* _PROBLEM TO SOLVE_
The result should be every line of the listing that holds the word "info".

•••

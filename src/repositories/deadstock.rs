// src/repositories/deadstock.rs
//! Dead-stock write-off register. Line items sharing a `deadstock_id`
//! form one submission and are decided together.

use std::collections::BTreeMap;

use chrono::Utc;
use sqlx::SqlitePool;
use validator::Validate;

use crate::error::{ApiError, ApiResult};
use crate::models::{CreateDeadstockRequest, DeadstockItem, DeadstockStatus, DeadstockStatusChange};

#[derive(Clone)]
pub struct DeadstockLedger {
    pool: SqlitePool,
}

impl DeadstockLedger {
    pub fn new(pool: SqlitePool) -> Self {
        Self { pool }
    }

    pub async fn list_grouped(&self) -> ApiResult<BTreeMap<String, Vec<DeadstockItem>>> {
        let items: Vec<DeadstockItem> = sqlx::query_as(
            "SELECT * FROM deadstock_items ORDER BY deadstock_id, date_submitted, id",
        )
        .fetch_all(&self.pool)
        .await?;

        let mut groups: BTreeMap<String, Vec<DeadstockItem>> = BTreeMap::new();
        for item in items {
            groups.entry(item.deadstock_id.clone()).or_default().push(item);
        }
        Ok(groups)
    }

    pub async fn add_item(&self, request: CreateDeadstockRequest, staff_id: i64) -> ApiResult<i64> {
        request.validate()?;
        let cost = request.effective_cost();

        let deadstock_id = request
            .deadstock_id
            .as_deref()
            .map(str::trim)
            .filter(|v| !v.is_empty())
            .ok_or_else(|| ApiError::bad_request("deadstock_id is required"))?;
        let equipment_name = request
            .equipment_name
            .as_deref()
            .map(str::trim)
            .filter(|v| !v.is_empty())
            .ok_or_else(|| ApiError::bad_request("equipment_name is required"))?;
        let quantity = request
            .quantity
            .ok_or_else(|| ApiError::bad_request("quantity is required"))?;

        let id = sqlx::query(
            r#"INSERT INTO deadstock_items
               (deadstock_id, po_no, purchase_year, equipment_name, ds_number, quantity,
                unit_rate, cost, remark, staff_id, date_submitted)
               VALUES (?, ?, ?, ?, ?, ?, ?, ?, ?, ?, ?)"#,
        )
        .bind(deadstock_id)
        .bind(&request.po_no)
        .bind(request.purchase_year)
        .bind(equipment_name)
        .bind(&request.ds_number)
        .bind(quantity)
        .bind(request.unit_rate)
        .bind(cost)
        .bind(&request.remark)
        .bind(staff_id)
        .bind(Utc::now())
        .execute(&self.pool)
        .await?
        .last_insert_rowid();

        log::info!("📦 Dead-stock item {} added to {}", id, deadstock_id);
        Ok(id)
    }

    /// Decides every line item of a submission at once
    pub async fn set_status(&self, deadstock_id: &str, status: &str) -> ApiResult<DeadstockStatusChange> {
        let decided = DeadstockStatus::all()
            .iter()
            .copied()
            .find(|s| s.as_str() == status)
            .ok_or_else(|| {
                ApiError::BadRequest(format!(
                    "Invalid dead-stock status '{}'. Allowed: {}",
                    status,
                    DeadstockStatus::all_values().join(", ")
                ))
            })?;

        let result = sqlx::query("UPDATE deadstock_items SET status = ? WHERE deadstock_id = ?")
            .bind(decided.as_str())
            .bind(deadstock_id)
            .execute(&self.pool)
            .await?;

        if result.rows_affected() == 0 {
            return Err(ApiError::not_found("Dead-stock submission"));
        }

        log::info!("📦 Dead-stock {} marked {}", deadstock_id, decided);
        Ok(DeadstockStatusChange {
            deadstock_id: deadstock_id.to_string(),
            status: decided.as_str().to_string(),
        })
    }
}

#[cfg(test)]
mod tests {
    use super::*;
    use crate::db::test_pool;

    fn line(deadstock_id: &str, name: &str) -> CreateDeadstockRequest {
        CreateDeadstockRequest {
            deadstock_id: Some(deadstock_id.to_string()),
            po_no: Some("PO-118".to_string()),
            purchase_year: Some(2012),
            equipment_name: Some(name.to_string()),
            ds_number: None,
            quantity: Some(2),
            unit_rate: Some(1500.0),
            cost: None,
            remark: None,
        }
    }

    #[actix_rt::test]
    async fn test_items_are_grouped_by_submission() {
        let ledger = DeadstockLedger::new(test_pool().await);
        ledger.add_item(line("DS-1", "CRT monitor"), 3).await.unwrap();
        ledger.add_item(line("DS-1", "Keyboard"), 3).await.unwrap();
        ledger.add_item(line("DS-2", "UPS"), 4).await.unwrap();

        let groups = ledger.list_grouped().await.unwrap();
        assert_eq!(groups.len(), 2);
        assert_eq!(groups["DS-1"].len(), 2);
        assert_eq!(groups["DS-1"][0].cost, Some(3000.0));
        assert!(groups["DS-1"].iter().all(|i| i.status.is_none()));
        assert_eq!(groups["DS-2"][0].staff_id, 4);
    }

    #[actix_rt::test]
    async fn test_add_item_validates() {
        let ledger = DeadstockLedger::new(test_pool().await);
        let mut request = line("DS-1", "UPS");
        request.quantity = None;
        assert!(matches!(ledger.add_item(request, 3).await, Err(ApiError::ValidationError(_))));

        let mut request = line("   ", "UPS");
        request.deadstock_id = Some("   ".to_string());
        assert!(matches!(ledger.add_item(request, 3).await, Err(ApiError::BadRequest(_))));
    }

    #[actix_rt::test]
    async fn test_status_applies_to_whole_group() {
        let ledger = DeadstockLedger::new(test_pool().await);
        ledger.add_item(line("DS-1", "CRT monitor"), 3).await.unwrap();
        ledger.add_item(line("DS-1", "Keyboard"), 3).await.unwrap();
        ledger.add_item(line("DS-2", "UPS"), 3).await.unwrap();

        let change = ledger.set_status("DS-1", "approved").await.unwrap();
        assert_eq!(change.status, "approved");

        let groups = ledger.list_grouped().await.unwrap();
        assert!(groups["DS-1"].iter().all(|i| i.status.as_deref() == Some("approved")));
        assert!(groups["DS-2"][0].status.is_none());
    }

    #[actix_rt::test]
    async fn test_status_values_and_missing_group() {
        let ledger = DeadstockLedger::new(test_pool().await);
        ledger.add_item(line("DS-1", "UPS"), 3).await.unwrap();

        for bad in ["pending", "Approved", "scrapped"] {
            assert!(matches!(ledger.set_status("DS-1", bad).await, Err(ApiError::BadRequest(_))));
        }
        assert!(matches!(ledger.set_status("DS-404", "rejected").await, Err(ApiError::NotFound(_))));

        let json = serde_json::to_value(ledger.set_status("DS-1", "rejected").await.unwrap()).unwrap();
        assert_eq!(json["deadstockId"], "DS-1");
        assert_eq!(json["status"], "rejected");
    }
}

•••

* _FINAL ANSWER_
        log::info!("📦 Dead-stock item {} added to {}", id, deadstock_id);
        log::info!("📦 Dead-stock {} marked {}", deadstock_id, decided);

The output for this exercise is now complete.